== Segment start ==

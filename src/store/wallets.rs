//! Wallet lookups, ordered row locks, and conditional version bumps

use sqlx::postgres::PgConnection;
use sqlx::{PgPool, Row};
use uuid::Uuid;

use super::models::{OwnerType, Wallet};

/// (id, version) pair returned by the row-lock query.
#[derive(Debug, Clone, Copy)]
pub struct LockedWallet {
    pub id: Uuid,
    pub version: i64,
}

pub struct WalletRepository;

impl WalletRepository {
    pub async fn get_user_wallet(
        pool: &PgPool,
        user_id: Uuid,
        asset_type_id: Uuid,
    ) -> Result<Option<Wallet>, sqlx::Error> {
        let row = sqlx::query(
            r#"SELECT id, owner_type, user_id, system_code, asset_type_id, version
               FROM wallets
               WHERE owner_type = 'USER' AND user_id = $1 AND asset_type_id = $2"#,
        )
        .bind(user_id)
        .bind(asset_type_id)
        .fetch_optional(pool)
        .await?;

        Ok(row.map(Self::row_to_wallet))
    }

    pub async fn get_system_wallet(
        pool: &PgPool,
        system_code: &str,
        asset_type_id: Uuid,
    ) -> Result<Option<Wallet>, sqlx::Error> {
        let row = sqlx::query(
            r#"SELECT id, owner_type, user_id, system_code, asset_type_id, version
               FROM wallets
               WHERE owner_type = 'SYSTEM' AND system_code = $1 AND asset_type_id = $2"#,
        )
        .bind(system_code)
        .bind(asset_type_id)
        .fetch_optional(pool)
        .await?;

        Ok(row.map(Self::row_to_wallet))
    }

    /// Row-lock the given wallets until transaction end.
    ///
    /// `ORDER BY id` fixes the lock-acquisition order; every transaction
    /// locking wallet rows must go through this query.
    pub async fn lock_rows(
        conn: &mut PgConnection,
        wallet_ids: &[Uuid],
    ) -> Result<Vec<LockedWallet>, sqlx::Error> {
        let rows = sqlx::query(
            r#"SELECT id, version FROM wallets
               WHERE id = ANY($1)
               ORDER BY id ASC
               FOR UPDATE"#,
        )
        .bind(wallet_ids)
        .fetch_all(conn)
        .await?;

        Ok(rows
            .into_iter()
            .map(|r| LockedWallet {
                id: r.get("id"),
                version: r.get("version"),
            })
            .collect())
    }

    /// Conditional version bump. Returns the number of rows updated (0 or 1);
    /// 0 means a concurrent writer advanced the version first.
    pub async fn bump_version(
        conn: &mut PgConnection,
        wallet_id: Uuid,
        expected_version: i64,
    ) -> Result<u64, sqlx::Error> {
        let result = sqlx::query(
            r#"UPDATE wallets SET version = version + 1, updated_at = NOW()
               WHERE id = $1 AND version = $2"#,
        )
        .bind(wallet_id)
        .bind(expected_version)
        .execute(conn)
        .await?;

        Ok(result.rows_affected())
    }

    fn row_to_wallet(r: sqlx::postgres::PgRow) -> Wallet {
        let owner_type: String = r.get("owner_type");
        Wallet {
            id: r.get("id"),
            // The check constraint admits only USER / SYSTEM
            owner_type: OwnerType::from_str(&owner_type).unwrap_or(OwnerType::System),
            user_id: r.get("user_id"),
            system_code: r.get("system_code"),
            asset_type_id: r.get("asset_type_id"),
            version: r.get("version"),
        }
    }
}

== Segment end ==

**ABOUT THIS TASK**
Copy out each line of the material and keep every word unchanged.

**PROBLEM SOLUTION**
filename src/store/wallets.rs
//! Wallet lookups, ordered row locks, and conditional version bumps

use sqlx::postgres::PgConnection;
use sqlx::{PgPool, Row};
use uuid::Uuid;

use super::models::{OwnerType, Wallet};

/// (id, version) pair returned by the row-lock query.
#[derive(Debug, Clone, Copy)]
pub struct LockedWallet {
    pub id: Uuid,
    pub version: i64,
}

pub struct WalletRepository;

impl WalletRepository {
    pub async fn get_user_wallet(
        pool: &PgPool,
        user_id: Uuid,
        asset_type_id: Uuid,
    ) -> Result<Option<Wallet>, sqlx::Error> {
        let row = sqlx::query(
            r#"SELECT id, owner_type, user_id, system_code, asset_type_id, version
               FROM wallets
               WHERE owner_type = 'USER' AND user_id = $1 AND asset_type_id = $2"#,
        )
        .bind(user_id)
        .bind(asset_type_id)
        .fetch_optional(pool)
        .await?;

        Ok(row.map(Self::row_to_wallet))
    }

    pub async fn get_system_wallet(
        pool: &PgPool,
        system_code: &str,
        asset_type_id: Uuid,
    ) -> Result<Option<Wallet>, sqlx::Error> {
        let row = sqlx::query(
            r#"SELECT id, owner_type, user_id, system_code, asset_type_id, version
               FROM wallets
               WHERE owner_type = 'SYSTEM' AND system_code = $1 AND asset_type_id = $2"#,
        )
        .bind(system_code)
        .bind(asset_type_id)
        .fetch_optional(pool)
        .await?;

        Ok(row.map(Self::row_to_wallet))
    }

    /// Row-lock the given wallets until transaction end.
    ///
    /// `ORDER BY id` fixes the lock-acquisition order; every transaction
    /// locking wallet rows must go through this query.
    pub async fn lock_rows(
        conn: &mut PgConnection,
        wallet_ids: &[Uuid],
    ) -> Result<Vec<LockedWallet>, sqlx::Error> {
        let rows = sqlx::query(
            r#"SELECT id, version FROM wallets
               WHERE id = ANY($1)
               ORDER BY id ASC
               FOR UPDATE"#,
        )
        .bind(wallet_ids)
        .fetch_all(conn)
        .await?;

        Ok(rows
            .into_iter()
            .map(|r| LockedWallet {
                id: r.get("id"),
                version: r.get("version"),
            })
            .collect())
    }

    /// Conditional version bump. Returns the number of rows updated (0 or 1);
    /// 0 means a concurrent writer advanced the version first.
    pub async fn bump_version(
        conn: &mut PgConnection,
        wallet_id: Uuid,
        expected_version: i64,
    ) -> Result<u64, sqlx::Error> {
        let result = sqlx::query(
            r#"UPDATE wallets SET version = version + 1, updated_at = NOW()
               WHERE id = $1 AND version = $2"#,
        )
        .bind(wallet_id)
        .bind(expected_version)
        .execute(conn)
        .await?;

        Ok(result.rows_affected())
    }

    fn row_to_wallet(r: sqlx::postgres::PgRow) -> Wallet {
        let owner_type: String = r.get("owner_type");
        Wallet {
            id: r.get("id"),
            // The check constraint admits only USER / SYSTEM
            owner_type: OwnerType::from_str(&owner_type).unwrap_or(OwnerType::System),
            user_id: r.get("user_id"),
            system_code: r.get("system_code"),
            asset_type_id: r.get("asset_type_id"),
            version: r.get("version"),
        }
    }
}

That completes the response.